→ **Collection entries**:
|---|

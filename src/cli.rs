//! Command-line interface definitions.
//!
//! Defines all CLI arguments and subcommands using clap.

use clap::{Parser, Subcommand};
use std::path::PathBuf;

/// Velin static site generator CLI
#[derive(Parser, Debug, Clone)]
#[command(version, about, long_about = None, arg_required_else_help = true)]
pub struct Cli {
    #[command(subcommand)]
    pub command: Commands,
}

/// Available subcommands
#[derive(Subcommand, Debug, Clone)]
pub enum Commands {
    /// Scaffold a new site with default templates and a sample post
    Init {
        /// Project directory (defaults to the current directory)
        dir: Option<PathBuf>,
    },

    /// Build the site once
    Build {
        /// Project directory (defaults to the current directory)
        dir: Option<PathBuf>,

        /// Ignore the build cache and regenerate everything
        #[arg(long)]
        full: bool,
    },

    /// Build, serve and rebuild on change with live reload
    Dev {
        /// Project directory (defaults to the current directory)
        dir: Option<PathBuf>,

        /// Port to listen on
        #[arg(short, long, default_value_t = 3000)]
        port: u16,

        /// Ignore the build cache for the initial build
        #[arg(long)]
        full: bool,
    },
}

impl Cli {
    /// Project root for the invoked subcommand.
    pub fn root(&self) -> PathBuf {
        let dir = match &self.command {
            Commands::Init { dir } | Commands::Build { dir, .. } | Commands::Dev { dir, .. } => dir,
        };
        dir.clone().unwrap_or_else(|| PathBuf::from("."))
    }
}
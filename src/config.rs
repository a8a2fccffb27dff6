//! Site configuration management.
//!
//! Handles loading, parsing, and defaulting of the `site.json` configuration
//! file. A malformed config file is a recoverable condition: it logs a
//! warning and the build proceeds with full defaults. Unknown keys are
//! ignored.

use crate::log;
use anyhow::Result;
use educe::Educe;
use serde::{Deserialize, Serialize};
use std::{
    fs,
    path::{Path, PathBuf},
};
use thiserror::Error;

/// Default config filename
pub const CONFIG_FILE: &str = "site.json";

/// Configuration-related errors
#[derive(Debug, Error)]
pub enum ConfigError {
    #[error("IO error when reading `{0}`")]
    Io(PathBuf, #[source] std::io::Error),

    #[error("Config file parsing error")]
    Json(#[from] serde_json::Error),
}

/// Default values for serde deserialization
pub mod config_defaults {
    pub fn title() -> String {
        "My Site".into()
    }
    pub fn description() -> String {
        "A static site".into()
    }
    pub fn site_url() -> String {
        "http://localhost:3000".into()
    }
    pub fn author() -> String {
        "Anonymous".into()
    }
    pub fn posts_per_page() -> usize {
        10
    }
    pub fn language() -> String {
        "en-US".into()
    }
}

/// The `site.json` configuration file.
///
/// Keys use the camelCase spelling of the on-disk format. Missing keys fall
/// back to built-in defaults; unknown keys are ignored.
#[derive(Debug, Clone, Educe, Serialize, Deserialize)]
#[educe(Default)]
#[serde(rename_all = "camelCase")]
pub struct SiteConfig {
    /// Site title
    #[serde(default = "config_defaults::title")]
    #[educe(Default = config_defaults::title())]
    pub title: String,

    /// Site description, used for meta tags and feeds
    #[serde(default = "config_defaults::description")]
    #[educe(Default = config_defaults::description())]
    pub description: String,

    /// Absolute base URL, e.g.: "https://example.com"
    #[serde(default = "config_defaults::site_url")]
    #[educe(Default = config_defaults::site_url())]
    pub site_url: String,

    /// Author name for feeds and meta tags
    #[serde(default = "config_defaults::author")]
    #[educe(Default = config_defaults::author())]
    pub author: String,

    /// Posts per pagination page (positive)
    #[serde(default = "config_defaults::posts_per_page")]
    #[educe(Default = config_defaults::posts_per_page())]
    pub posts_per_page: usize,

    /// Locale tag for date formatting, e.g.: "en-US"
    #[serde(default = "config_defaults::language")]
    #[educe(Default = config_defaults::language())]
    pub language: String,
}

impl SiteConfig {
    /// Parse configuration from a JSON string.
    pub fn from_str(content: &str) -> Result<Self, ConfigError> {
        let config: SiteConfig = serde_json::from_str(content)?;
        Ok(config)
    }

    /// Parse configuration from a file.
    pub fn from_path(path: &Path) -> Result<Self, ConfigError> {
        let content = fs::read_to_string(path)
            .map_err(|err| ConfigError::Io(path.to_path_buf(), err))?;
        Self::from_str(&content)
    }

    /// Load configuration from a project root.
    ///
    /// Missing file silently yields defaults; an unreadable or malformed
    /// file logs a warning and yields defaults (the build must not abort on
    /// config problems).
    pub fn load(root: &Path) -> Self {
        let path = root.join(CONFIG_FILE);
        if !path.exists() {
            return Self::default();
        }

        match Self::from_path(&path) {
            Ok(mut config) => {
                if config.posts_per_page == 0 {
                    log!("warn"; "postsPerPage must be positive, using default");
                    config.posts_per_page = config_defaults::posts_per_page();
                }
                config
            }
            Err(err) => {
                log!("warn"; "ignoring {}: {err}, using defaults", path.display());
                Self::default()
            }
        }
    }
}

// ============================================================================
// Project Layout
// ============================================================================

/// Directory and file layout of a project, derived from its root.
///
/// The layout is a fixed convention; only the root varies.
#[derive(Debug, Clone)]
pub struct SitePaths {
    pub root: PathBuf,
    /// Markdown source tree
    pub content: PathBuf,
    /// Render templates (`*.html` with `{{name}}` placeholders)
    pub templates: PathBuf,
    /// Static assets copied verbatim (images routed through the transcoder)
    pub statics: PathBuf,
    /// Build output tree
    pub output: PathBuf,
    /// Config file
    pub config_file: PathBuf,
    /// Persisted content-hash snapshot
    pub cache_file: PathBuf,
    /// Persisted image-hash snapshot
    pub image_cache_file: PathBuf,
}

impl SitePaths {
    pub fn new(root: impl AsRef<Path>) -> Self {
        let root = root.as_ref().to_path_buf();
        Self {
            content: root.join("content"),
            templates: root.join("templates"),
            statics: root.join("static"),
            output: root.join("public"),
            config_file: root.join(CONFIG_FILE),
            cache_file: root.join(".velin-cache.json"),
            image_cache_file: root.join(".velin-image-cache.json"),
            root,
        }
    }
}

|---|

Every line of the data should be output exactly as it was given.

→ **EXERCISE RESPONSE**:
filename src/cli.rs
//! Command-line interface definitions.
//!
//! Defines all CLI arguments and subcommands using clap.

use clap::{Parser, Subcommand};
use std::path::PathBuf;

/// Velin static site generator CLI
#[derive(Parser, Debug, Clone)]
#[command(version, about, long_about = None, arg_required_else_help = true)]
pub struct Cli {
    #[command(subcommand)]
    pub command: Commands,
}

/// Available subcommands
#[derive(Subcommand, Debug, Clone)]
pub enum Commands {
    /// Scaffold a new site with default templates and a sample post
    Init {
        /// Project directory (defaults to the current directory)
        dir: Option<PathBuf>,
    },

    /// Build the site once
    Build {
        /// Project directory (defaults to the current directory)
        dir: Option<PathBuf>,

        /// Ignore the build cache and regenerate everything
        #[arg(long)]
        full: bool,
    },

    /// Build, serve and rebuild on change with live reload
    Dev {
        /// Project directory (defaults to the current directory)
        dir: Option<PathBuf>,

        /// Port to listen on
        #[arg(short, long, default_value_t = 3000)]
        port: u16,

        /// Ignore the build cache for the initial build
        #[arg(long)]
        full: bool,
    },
}

impl Cli {
    /// Project root for the invoked subcommand.
    pub fn root(&self) -> PathBuf {
        let dir = match &self.command {
            Commands::Init { dir } | Commands::Build { dir, .. } | Commands::Dev { dir, .. } => dir,
        };
        dir.clone().unwrap_or_else(|| PathBuf::from("."))
    }
}
filename src/config.rs
repository a8a2fccffb27dff6
//! Site configuration management.
//!
//! Handles loading, parsing, and defaulting of the `site.json` configuration
//! file. A malformed config file is a recoverable condition: it logs a
//! warning and the build proceeds with full defaults. Unknown keys are
//! ignored.

use crate::log;
use anyhow::Result;
use educe::Educe;
use serde::{Deserialize, Serialize};
use std::{
    fs,
    path::{Path, PathBuf},
};
use thiserror::Error;

/// Default config filename
pub const CONFIG_FILE: &str = "site.json";

/// Configuration-related errors
#[derive(Debug, Error)]
pub enum ConfigError {
    #[error("IO error when reading `{0}`")]
    Io(PathBuf, #[source] std::io::Error),

    #[error("Config file parsing error")]
    Json(#[from] serde_json::Error),
}

/// Default values for serde deserialization
pub mod config_defaults {
    pub fn title() -> String {
        "My Site".into()
    }
    pub fn description() -> String {
        "A static site".into()
    }
    pub fn site_url() -> String {
        "http://localhost:3000".into()
    }
    pub fn author() -> String {
        "Anonymous".into()
    }
    pub fn posts_per_page() -> usize {
        10
    }
    pub fn language() -> String {
        "en-US".into()
    }
}

/// The `site.json` configuration file.
///
/// Keys use the camelCase spelling of the on-disk format. Missing keys fall
/// back to built-in defaults; unknown keys are ignored.
#[derive(Debug, Clone, Educe, Serialize, Deserialize)]
#[educe(Default)]
#[serde(rename_all = "camelCase")]
pub struct SiteConfig {
    /// Site title
    #[serde(default = "config_defaults::title")]
    #[educe(Default = config_defaults::title())]
    pub title: String,

    /// Site description, used for meta tags and feeds
    #[serde(default = "config_defaults::description")]
    #[educe(Default = config_defaults::description())]
    pub description: String,

    /// Absolute base URL, e.g.: "https://example.com"
    #[serde(default = "config_defaults::site_url")]
    #[educe(Default = config_defaults::site_url())]
    pub site_url: String,

    /// Author name for feeds and meta tags
    #[serde(default = "config_defaults::author")]
    #[educe(Default = config_defaults::author())]
    pub author: String,

    /// Posts per pagination page (positive)
    #[serde(default = "config_defaults::posts_per_page")]
    #[educe(Default = config_defaults::posts_per_page())]
    pub posts_per_page: usize,

    /// Locale tag for date formatting, e.g.: "en-US"
    #[serde(default = "config_defaults::language")]
    #[educe(Default = config_defaults::language())]
    pub language: String,
}

impl SiteConfig {
    /// Parse configuration from a JSON string.
    pub fn from_str(content: &str) -> Result<Self, ConfigError> {
        let config: SiteConfig = serde_json::from_str(content)?;
        Ok(config)
    }

    /// Parse configuration from a file.
    pub fn from_path(path: &Path) -> Result<Self, ConfigError> {
        let content = fs::read_to_string(path)
            .map_err(|err| ConfigError::Io(path.to_path_buf(), err))?;
        Self::from_str(&content)
    }

    /// Load configuration from a project root.
    ///
    /// Missing file silently yields defaults; an unreadable or malformed
    /// file logs a warning and yields defaults (the build must not abort on
    /// config problems).
    pub fn load(root: &Path) -> Self {
        let path = root.join(CONFIG_FILE);
        if !path.exists() {
            return Self::default();
        }

        match Self::from_path(&path) {
            Ok(mut config) => {
                if config.posts_per_page == 0 {
                    log!("warn"; "postsPerPage must be positive, using default");
                    config.posts_per_page = config_defaults::posts_per_page();
                }
                config
            }
            Err(err) => {
                log!("warn"; "ignoring {}: {err}, using defaults", path.display());
                Self::default()
            }
        }
    }
}

// ============================================================================
// Project Layout
// ============================================================================

/// Directory and file layout of a project, derived from its root.
///
/// The layout is a fixed convention; only the root varies.
#[derive(Debug, Clone)]
pub struct SitePaths {
    pub root: PathBuf,
    /// Markdown source tree
    pub content: PathBuf,
    /// Render templates (`*.html` with `{{name}}` placeholders)
    pub templates: PathBuf,
    /// Static assets copied verbatim (images routed through the transcoder)
    pub statics: PathBuf,
    /// Build output tree
    pub output: PathBuf,
    /// Config file
    pub config_file: PathBuf,
    /// Persisted content-hash snapshot
    pub cache_file: PathBuf,
    /// Persisted image-hash snapshot
    pub image_cache_file: PathBuf,
}

impl SitePaths {
    pub fn new(root: impl AsRef<Path>) -> Self {
        let root = root.as_ref().to_path_buf();
        Self {
            content: root.join("content"),
            templates: root.join("templates"),
            statics: root.join("static"),
            output: root.join("public"),
            config_file: root.join(CONFIG_FILE),
            cache_file: root.join(".velin-cache.json"),
            image_cache_file: root.join(".velin-image-cache.json"),
            root,
        }
    }
}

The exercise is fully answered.